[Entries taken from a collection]
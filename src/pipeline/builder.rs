// src/pipeline/builder.rs
use super::config::{DEFAULT_ASSET_ROOT, default_temp_dir};
use super::orchestrator::Planner;
use crate::error::PipelineError;
use lootpixel_resource::FilesystemAssetResolver;
use lootpixel_traits::{
    AnchorSizer, AssetResolver, InMemoryLinkGeometry, LinkGeometryProvider, NameLengthSizer,
};
use std::io;
use std::path::PathBuf;
use std::sync::Arc;

/// A builder for creating a [`Planner`].
///
/// # Example
///
/// ```ignore
/// use lootpixel::{PlannerBuilder, JsonLinkStore};
/// use std::sync::Arc;
///
/// let planner = PlannerBuilder::new()
///     .with_asset_root("static/assets")
///     .with_link_geometry(Arc::new(JsonLinkStore::open("links.json")?))
///     .build()?;
/// ```
#[derive(Debug)]
pub struct PlannerBuilder {
    asset_root: PathBuf,
    asset_resolver: Option<Arc<dyn AssetResolver>>,
    link_geometry: Arc<dyn LinkGeometryProvider>,
    anchor_sizer: Arc<dyn AnchorSizer>,
    temp_dir: PathBuf,
}

impl Default for PlannerBuilder {
    fn default() -> Self {
        Self {
            asset_root: PathBuf::from(DEFAULT_ASSET_ROOT),
            asset_resolver: None,
            link_geometry: Arc::new(InMemoryLinkGeometry::new()),
            anchor_sizer: Arc::new(NameLengthSizer::default()),
            temp_dir: default_temp_dir(),
        }
    }
}

impl PlannerBuilder {
    pub fn new() -> Self {
        Default::default()
    }

    /// Root of the `<product>/<orientation>/...` asset tree.
    ///
    /// Ignored when a custom resolver is set with [`Self::with_asset_resolver`].
    pub fn with_asset_root(mut self, root: impl Into<PathBuf>) -> Self {
        self.asset_root = root.into();
        self
    }

    pub fn with_asset_resolver(mut self, resolver: Arc<dyn AssetResolver>) -> Self {
        self.asset_resolver = Some(resolver);
        self
    }

    pub fn with_link_geometry(mut self, provider: Arc<dyn LinkGeometryProvider>) -> Self {
        self.link_geometry = provider;
        self
    }

    /// Strategy for sizing anchor links. Defaults to [`NameLengthSizer`].
    pub fn with_anchor_sizer(mut self, sizer: Arc<dyn AnchorSizer>) -> Self {
        self.anchor_sizer = sizer;
        self
    }

    /// Directory for intermediate page files. Shared between builds; every
    /// build names its files uniquely.
    pub fn with_temp_dir(mut self, dir: impl Into<PathBuf>) -> Self {
        self.temp_dir = dir.into();
        self
    }

    pub fn build(self) -> Result<Planner, PipelineError> {
        if self.temp_dir.is_file() {
            return Err(PipelineError::Io(io::Error::new(
                io::ErrorKind::InvalidInput,
                format!("Temp dir '{}' is a file", self.temp_dir.display()),
            )));
        }
        let assets = self
            .asset_resolver
            .unwrap_or_else(|| Arc::new(FilesystemAssetResolver::new(&self.asset_root)));
        log::debug!(
            "[PLANNER] Using {} assets, {} link geometry, temp dir {}",
            assets.name(),
            self.link_geometry.name(),
            self.temp_dir.display()
        );
        Ok(Planner {
            assets,
            links: self.link_geometry,
            sizer: self.anchor_sizer,
            temp_dir: self.temp_dir,
        })
    }
}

**Exercise instructions:**
Without leaving anything out, repeat every entry shown above.

**Written solution:**
filename src/pipeline/builder.rs
// src/pipeline/builder.rs
use super::config::{DEFAULT_ASSET_ROOT, default_temp_dir};
use super::orchestrator::Planner;
use crate::error::PipelineError;
use lootpixel_resource::FilesystemAssetResolver;
use lootpixel_traits::{
    AnchorSizer, AssetResolver, InMemoryLinkGeometry, LinkGeometryProvider, NameLengthSizer,
};
use std::io;
use std::path::PathBuf;
use std::sync::Arc;

/// A builder for creating a [`Planner`].
///
/// # Example
///
/// ```ignore
/// use lootpixel::{PlannerBuilder, JsonLinkStore};
/// use std::sync::Arc;
///
/// let planner = PlannerBuilder::new()
///     .with_asset_root("static/assets")
///     .with_link_geometry(Arc::new(JsonLinkStore::open("links.json")?))
///     .build()?;
/// ```
#[derive(Debug)]
pub struct PlannerBuilder {
    asset_root: PathBuf,
    asset_resolver: Option<Arc<dyn AssetResolver>>,
    link_geometry: Arc<dyn LinkGeometryProvider>,
    anchor_sizer: Arc<dyn AnchorSizer>,
    temp_dir: PathBuf,
}

impl Default for PlannerBuilder {
    fn default() -> Self {
        Self {
            asset_root: PathBuf::from(DEFAULT_ASSET_ROOT),
            asset_resolver: None,
            link_geometry: Arc::new(InMemoryLinkGeometry::new()),
            anchor_sizer: Arc::new(NameLengthSizer::default()),
            temp_dir: default_temp_dir(),
        }
    }
}

impl PlannerBuilder {
    pub fn new() -> Self {
        Default::default()
    }

    /// Root of the `<product>/<orientation>/...` asset tree.
    ///
    /// Ignored when a custom resolver is set with [`Self::with_asset_resolver`].
    pub fn with_asset_root(mut self, root: impl Into<PathBuf>) -> Self {
        self.asset_root = root.into();
        self
    }

    pub fn with_asset_resolver(mut self, resolver: Arc<dyn AssetResolver>) -> Self {
        self.asset_resolver = Some(resolver);
        self
    }

    pub fn with_link_geometry(mut self, provider: Arc<dyn LinkGeometryProvider>) -> Self {
        self.link_geometry = provider;
        self
    }

    /// Strategy for sizing anchor links. Defaults to [`NameLengthSizer`].
    pub fn with_anchor_sizer(mut self, sizer: Arc<dyn AnchorSizer>) -> Self {
        self.anchor_sizer = sizer;
        self
    }

    /// Directory for intermediate page files. Shared between builds; every
    /// build names its files uniquely.
    pub fn with_temp_dir(mut self, dir: impl Into<PathBuf>) -> Self {
        self.temp_dir = dir.into();
        self
    }

    pub fn build(self) -> Result<Planner, PipelineError> {
        if self.temp_dir.is_file() {
            return Err(PipelineError::Io(io::Error::new(
                io::ErrorKind::InvalidInput,
                format!("Temp dir '{}' is a file", self.temp_dir.display()),
            )));
        }
        let assets = self
            .asset_resolver
            .unwrap_or_else(|| Arc::new(FilesystemAssetResolver::new(&self.asset_root)));
        log::debug!(
            "[PLANNER] Using {} assets, {} link geometry, temp dir {}",
            assets.name(),
            self.link_geometry.name(),
            self.temp_dir.display()
        );
        Ok(Planner {
            assets,
            links: self.link_geometry,
            sizer: self.anchor_sizer,
            temp_dir: self.temp_dir,
        })
    }
}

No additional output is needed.